I had a surprise arrive in the mail not long ago. Apparently, one of Funky’s readers has a hobby of wood-burning iconic comic book covers and then coloring them. He sent me examples of some that he had done and they were amazing. Much to my delight, included in the package was wood-burned and colored copy of the first Starbuck Jones cover that Joe Station had created for Funky. How one corrals the patience to produce something like this is beyond my ken, but, suffice to say, it now holds down pride of place atop the bookcase in my studio.

Flash Fridays – The Flash #139 September 1963

posted on July 8, 2016

The Flash no.139

This issue rolled in late in August just before school was about to begin. I used to once know the technical reason why the publication dates were always a month or so ahead of the time when you actually found yourself holding the issue in your hands, but suffice to say this issue represented the last gasp of summer. So curling up with the comic and a glass of lemonade on a rainy summer afternoon was just what the doctor ordered to stave-off the horrifying specter of school lurking just over the horizon.

Reversing the Flash’s uniform colors to create a villain would seem at first to be a rather pedestrian idea, but writer John Broome was able to spin it into a book-length SF tale that elevated the work to a higher floor. Rather than burying it in the ground, a time capsule is sent into the future, probably to cut down on the long wait before it’s opened. Things look pretty rosy until its scientist creator realizes that the atomic clock contained within the capsule will turn into an atomic bomb when it arrives in the future (probably because they both contain the word “atomic”). However, it won’t turn into a bomb right away, so the Flash hops on his cosmic treadmill to go to the future and retrieve it before that happens.

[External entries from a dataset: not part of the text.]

/*!
 * Course store: a directory of lessons built from segmented media.
 *
 * - `models`: the JSON documents kept on disk
 * - `manager`: course creation, lesson import, and phrase export
 */

pub mod manager;
pub mod models;

pub use manager::{CourseManager, COURSE_INFO_FILE, LESSON_INFO_FILE};
pub use models::{AnkiIds, CourseInfo, ExportTriple, LessonEntry, LessonImport, LessonInfo, Phrase};
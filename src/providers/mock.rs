/*!
 * Mock provider implementations for testing.
 *
 * - `MockProvider::working()` always succeeds with a tagged translation
 * - `MockProvider::intermittent(n)` fails every nth request
 * - `MockProvider::failing()` always fails
 * - `MockProvider::failing_for(text)` fails only for one source text
 */

use async_trait::async_trait;
use std::sync::atomic::{AtomicUsize, Ordering};
use std::sync::Arc;

use crate::errors::{ProviderError, TranslationError};
use crate::providers::Provider;
use crate::translation::TextTranslator;

/// Mock request for testing
#[derive(Debug, Clone)]
pub struct MockRequest {
    pub text: String,
    pub source_language: String,
    pub target_language: String,
}

/// Mock response for testing
#[derive(Debug, Clone)]
pub struct MockResponse {
    pub text: String,
}

/// Behavior mode for the mock provider
#[derive(Debug, Clone, Copy, PartialEq)]
pub enum MockBehavior {
    /// Always succeeds with a proper translation
    Working,
    /// Fails intermittently (every Nth request)
    Intermittent { fail_every: usize },
    /// Always fails with an error
    Failing,
    /// Fails whenever the source text equals `text`
    FailingFor { text: &'static str },
    /// Returns empty response
    Empty,
}

/// Mock provider for testing translation behavior
#[derive(Debug)]
pub struct MockProvider {
    behavior: MockBehavior,
    /// Request counter, shared between clones
    request_count: Arc<AtomicUsize>,
}

impl MockProvider {
    pub fn new(behavior: MockBehavior) -> Self {
        Self {
            behavior,
            request_count: Arc::new(AtomicUsize::new(0)),
        }
    }

    pub fn working() -> Self {
        Self::new(MockBehavior::Working)
    }

    pub fn intermittent(fail_every: usize) -> Self {
        Self::new(MockBehavior::Intermittent { fail_every })
    }

    pub fn failing() -> Self {
        Self::new(MockBehavior::Failing)
    }

    pub fn failing_for(text: &'static str) -> Self {
        Self::new(MockBehavior::FailingFor { text })
    }

    pub fn empty() -> Self {
        Self::new(MockBehavior::Empty)
    }

    /// Number of requests received so far
    pub fn request_count(&self) -> usize {
        self.request_count.load(Ordering::SeqCst)
    }

    fn translated(&self, request: &MockRequest) -> String {
        format!("[TRANSLATED to {}] {}", request.target_language, request.text)
    }
}

impl Clone for MockProvider {
    fn clone(&self) -> Self {
        Self {
            behavior: self.behavior,
            request_count: Arc::clone(&self.request_count),
        }
    }
}

#[async_trait]
impl Provider for MockProvider {
    type Request = MockRequest;
    type Response = MockResponse;

    async fn complete(&self, request: Self::Request) -> Result<Self::Response, ProviderError> {
        let count = self.request_count.fetch_add(1, Ordering::SeqCst);

        match self.behavior {
            MockBehavior::Working => Ok(MockResponse {
                text: self.translated(&request),
            }),

            MockBehavior::Intermittent { fail_every } => {
                if fail_every > 0 && count % fail_every == fail_every - 1 {
                    Err(ProviderError::ApiError {
                        message: format!("Simulated intermittent failure (request #{})", count + 1),
                        status_code: 503,
                    })
                } else {
                    Ok(MockResponse {
                        text: self.translated(&request),
                    })
                }
            }

            MockBehavior::Failing => Err(ProviderError::ApiError {
                message: "Simulated provider failure".to_string(),
                status_code: 500,
            }),

            MockBehavior::FailingFor { text } if request.text == text => Err(ProviderError::ApiError {
                message: format!("Simulated failure for {:?}", text),
                status_code: 500,
            }),

            MockBehavior::FailingFor { .. } => Ok(MockResponse {
                text: self.translated(&request),
            }),

            MockBehavior::Empty => Ok(MockResponse { text: String::new() }),
        }
    }

    async fn test_connection(&self) -> Result<(), ProviderError> {
        match self.behavior {
            MockBehavior::Failing => Err(ProviderError::ConnectionError("Simulated provider failure".to_string())),
            _ => Ok(()),
        }
    }

    fn extract_text(response: &Self::Response) -> String {
        response.text.clone()
    }
}

#[async_trait]
impl TextTranslator for MockProvider {
    async fn translate_text(
        &self,
        text: &str,
        source_language: &str,
        target_language: &str,
    ) -> Result<String, TranslationError> {
        let request = MockRequest {
            text: text.to_string(),
            source_language: source_language.to_string(),
            target_language: target_language.to_string(),
        };

        let response = self.complete(request).await?;
        let translated = Self::extract_text(&response);
        if translated.trim().is_empty() {
            return Err(TranslationError::EmptyResponse(text.to_string()));
        }
        Ok(translated)
    }
}
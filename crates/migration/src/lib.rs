pub use sea_orm_migration::prelude::*;

mod m20260301_090000_ctf_schema;

pub struct Migrator;

#[async_trait::async_trait]
impl MigratorTrait for Migrator {
    fn migrations() -> Vec<Box<dyn MigrationTrait>> {
        vec![Box::new(m20260301_090000_ctf_schema::Migration)]
    }
}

Meanwhile, “while Flash bends every nerve to attain the future and prevent a disaster”, the time capsule lands and is looted. The atomic clock/bomb disappears along with one of the Flash’s uniforms. Said uniform ends up in the hands of a crook known as the Professor who is able to amplify wave patterns in the uniform to give himself super speed. He then dyes the uniform to its reverse colors and, viola, we have Professor Zoom the Reverse Flash. The good Flash arrives in the future with nerves bent but otherwise ok to dispatch Professor Zoom and detonate the atomic bomb in the arctic. It would be hard to predict from his first appearance what the arc of Professor Zoom’s career would be, but, down the road, writers who were just kids when first reading this, would turn that somewhat silly name into something that would send the proverbial chills down the spine. Stay tuned, Kids.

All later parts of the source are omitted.